§ **YOUR GOAL**:
Every line of the records below that holds the word "checkout" should be copied out.

[Saved entries]
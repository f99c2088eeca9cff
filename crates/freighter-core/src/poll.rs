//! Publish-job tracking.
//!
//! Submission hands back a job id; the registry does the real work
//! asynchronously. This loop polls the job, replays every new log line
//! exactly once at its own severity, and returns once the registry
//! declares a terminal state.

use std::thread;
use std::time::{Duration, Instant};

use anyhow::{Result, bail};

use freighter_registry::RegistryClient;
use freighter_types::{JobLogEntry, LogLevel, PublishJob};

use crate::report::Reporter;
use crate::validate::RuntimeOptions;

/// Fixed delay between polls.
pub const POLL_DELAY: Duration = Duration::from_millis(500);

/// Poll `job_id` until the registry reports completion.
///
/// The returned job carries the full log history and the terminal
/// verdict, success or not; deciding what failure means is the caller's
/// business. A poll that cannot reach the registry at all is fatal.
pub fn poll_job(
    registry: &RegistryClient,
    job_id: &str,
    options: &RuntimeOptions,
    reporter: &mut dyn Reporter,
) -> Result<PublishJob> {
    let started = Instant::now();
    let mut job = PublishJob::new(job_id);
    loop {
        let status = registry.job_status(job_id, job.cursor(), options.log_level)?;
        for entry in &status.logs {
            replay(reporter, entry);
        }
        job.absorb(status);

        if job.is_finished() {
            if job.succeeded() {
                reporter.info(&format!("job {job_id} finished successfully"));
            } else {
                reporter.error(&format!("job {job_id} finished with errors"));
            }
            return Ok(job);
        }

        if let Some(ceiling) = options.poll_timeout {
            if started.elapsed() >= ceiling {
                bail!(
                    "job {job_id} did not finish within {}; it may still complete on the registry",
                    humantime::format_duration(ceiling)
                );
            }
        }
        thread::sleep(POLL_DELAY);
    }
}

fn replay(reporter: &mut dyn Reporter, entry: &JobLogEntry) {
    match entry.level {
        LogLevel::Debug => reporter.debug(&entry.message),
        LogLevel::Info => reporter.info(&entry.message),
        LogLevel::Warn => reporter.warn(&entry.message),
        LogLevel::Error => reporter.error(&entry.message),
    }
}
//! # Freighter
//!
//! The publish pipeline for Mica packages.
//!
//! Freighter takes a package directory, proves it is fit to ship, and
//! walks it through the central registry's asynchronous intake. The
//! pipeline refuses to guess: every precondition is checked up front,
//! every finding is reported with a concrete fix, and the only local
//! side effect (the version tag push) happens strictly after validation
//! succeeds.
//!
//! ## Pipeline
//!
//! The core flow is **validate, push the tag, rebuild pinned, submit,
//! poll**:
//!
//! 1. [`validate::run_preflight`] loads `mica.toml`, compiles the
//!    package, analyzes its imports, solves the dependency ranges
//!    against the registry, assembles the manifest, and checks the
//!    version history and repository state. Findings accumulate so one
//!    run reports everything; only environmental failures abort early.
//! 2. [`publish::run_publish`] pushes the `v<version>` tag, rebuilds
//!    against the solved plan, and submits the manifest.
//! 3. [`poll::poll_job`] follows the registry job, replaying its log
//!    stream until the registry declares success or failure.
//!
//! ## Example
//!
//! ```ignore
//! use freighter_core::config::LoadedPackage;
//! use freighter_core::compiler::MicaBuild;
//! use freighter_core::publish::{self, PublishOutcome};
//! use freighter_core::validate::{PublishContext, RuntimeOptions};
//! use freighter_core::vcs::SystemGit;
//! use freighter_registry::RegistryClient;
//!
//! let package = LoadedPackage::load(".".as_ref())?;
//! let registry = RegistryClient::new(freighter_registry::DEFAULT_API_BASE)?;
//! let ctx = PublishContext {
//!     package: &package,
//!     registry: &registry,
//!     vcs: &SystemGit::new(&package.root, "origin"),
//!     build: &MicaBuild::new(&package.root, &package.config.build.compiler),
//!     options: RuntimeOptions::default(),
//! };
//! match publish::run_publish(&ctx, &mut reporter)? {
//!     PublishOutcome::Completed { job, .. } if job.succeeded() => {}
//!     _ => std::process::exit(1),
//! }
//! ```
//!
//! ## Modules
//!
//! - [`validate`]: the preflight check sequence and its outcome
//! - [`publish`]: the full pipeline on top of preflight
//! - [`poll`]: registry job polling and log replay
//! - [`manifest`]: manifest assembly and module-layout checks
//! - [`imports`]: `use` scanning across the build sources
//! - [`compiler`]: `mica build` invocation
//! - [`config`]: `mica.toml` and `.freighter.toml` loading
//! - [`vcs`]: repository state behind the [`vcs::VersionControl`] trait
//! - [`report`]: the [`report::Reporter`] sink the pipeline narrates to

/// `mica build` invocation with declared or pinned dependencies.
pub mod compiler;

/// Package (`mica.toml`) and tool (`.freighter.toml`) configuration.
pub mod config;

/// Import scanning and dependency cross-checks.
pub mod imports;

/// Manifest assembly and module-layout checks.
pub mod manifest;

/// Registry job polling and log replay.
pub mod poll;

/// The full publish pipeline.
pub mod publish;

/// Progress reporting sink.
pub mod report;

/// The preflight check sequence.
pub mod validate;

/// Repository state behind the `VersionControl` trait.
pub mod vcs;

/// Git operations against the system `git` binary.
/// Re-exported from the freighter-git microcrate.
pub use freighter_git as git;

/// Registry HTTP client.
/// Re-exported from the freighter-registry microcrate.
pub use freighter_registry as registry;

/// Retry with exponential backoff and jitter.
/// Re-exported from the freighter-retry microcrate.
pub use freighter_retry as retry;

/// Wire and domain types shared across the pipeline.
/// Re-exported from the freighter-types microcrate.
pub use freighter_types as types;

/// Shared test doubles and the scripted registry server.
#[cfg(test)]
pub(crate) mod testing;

---

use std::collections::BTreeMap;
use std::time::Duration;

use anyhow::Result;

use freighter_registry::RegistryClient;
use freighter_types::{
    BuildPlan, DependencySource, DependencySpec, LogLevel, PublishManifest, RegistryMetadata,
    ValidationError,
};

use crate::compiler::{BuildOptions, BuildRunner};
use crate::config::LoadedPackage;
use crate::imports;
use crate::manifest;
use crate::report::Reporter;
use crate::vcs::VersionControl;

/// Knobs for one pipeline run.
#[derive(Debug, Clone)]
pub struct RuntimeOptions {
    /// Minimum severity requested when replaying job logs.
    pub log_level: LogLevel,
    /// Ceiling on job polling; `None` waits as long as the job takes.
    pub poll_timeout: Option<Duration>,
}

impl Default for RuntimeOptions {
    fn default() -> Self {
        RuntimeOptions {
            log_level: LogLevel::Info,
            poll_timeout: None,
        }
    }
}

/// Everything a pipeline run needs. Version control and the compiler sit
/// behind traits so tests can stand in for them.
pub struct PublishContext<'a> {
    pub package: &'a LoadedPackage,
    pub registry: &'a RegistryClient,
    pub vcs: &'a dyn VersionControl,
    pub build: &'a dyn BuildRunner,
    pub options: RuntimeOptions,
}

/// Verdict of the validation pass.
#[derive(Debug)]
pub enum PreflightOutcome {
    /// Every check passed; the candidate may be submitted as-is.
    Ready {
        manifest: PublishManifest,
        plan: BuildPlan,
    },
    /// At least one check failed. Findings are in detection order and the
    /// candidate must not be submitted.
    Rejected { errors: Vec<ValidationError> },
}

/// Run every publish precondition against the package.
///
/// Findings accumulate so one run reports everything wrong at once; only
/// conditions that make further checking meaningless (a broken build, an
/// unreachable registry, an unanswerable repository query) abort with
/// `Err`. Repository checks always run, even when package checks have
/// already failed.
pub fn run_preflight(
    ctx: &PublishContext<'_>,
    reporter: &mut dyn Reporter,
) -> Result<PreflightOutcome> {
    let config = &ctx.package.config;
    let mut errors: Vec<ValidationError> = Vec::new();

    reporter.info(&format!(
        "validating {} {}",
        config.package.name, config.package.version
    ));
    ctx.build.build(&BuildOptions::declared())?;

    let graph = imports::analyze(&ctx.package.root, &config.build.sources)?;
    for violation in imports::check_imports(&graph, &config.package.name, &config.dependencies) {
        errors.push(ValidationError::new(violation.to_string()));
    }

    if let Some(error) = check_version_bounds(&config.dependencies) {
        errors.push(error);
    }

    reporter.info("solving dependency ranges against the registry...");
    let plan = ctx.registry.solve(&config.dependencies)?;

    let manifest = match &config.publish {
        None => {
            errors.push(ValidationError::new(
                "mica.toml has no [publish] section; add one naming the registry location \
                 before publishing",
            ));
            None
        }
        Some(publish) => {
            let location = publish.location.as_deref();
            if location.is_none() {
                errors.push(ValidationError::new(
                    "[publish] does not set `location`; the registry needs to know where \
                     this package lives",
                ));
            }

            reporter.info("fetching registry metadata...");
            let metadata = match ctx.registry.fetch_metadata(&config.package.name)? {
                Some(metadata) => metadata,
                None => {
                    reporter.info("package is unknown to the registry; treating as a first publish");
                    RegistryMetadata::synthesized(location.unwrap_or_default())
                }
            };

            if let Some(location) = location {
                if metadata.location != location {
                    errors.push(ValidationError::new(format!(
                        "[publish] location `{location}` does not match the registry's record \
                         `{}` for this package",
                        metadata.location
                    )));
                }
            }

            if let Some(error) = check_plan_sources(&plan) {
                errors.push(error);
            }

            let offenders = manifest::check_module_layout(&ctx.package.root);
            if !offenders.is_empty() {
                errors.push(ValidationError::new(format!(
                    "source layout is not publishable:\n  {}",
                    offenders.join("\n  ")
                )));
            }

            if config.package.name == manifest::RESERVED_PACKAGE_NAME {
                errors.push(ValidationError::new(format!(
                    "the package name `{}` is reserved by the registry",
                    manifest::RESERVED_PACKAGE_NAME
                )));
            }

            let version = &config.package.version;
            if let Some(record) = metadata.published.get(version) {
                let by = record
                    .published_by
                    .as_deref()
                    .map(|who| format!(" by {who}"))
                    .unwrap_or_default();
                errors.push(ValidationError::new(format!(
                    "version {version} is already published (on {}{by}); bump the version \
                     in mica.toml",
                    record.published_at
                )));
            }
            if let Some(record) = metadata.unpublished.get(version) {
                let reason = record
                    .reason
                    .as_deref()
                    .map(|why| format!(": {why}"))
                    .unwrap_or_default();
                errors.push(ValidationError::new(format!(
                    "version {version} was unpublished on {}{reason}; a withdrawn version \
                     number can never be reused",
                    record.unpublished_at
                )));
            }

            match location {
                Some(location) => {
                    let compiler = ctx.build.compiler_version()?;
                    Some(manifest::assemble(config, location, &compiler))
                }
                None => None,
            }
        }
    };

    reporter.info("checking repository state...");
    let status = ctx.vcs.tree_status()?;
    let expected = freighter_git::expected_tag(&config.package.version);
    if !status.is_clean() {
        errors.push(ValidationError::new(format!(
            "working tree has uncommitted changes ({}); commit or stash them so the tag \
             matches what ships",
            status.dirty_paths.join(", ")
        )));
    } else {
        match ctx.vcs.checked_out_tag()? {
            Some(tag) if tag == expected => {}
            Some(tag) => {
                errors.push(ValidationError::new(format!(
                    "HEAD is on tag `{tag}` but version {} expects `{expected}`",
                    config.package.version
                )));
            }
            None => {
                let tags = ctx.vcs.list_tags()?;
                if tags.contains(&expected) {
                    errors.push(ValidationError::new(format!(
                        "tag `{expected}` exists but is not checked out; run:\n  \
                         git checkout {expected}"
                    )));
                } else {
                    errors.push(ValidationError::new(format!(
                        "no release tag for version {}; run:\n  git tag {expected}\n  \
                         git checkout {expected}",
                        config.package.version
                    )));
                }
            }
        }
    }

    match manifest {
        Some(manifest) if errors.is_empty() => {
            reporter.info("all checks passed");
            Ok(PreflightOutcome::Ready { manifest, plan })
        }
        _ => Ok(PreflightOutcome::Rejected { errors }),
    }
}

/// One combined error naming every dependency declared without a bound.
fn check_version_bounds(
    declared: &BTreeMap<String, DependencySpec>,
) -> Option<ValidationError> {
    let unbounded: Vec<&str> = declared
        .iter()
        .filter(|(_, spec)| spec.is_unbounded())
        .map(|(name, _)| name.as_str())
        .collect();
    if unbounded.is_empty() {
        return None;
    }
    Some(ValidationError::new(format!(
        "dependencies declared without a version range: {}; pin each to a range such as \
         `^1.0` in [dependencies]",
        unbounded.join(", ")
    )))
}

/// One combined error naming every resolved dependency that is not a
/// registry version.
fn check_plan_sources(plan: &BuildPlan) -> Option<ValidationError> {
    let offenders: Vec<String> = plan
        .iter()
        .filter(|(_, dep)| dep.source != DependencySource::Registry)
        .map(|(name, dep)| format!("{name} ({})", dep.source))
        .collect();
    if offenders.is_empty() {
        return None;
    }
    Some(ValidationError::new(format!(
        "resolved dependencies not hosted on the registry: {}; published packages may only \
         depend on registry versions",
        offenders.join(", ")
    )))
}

§ **TASK OUTPUT**:
                         git checkout {expected}"
                         git checkout {expected}",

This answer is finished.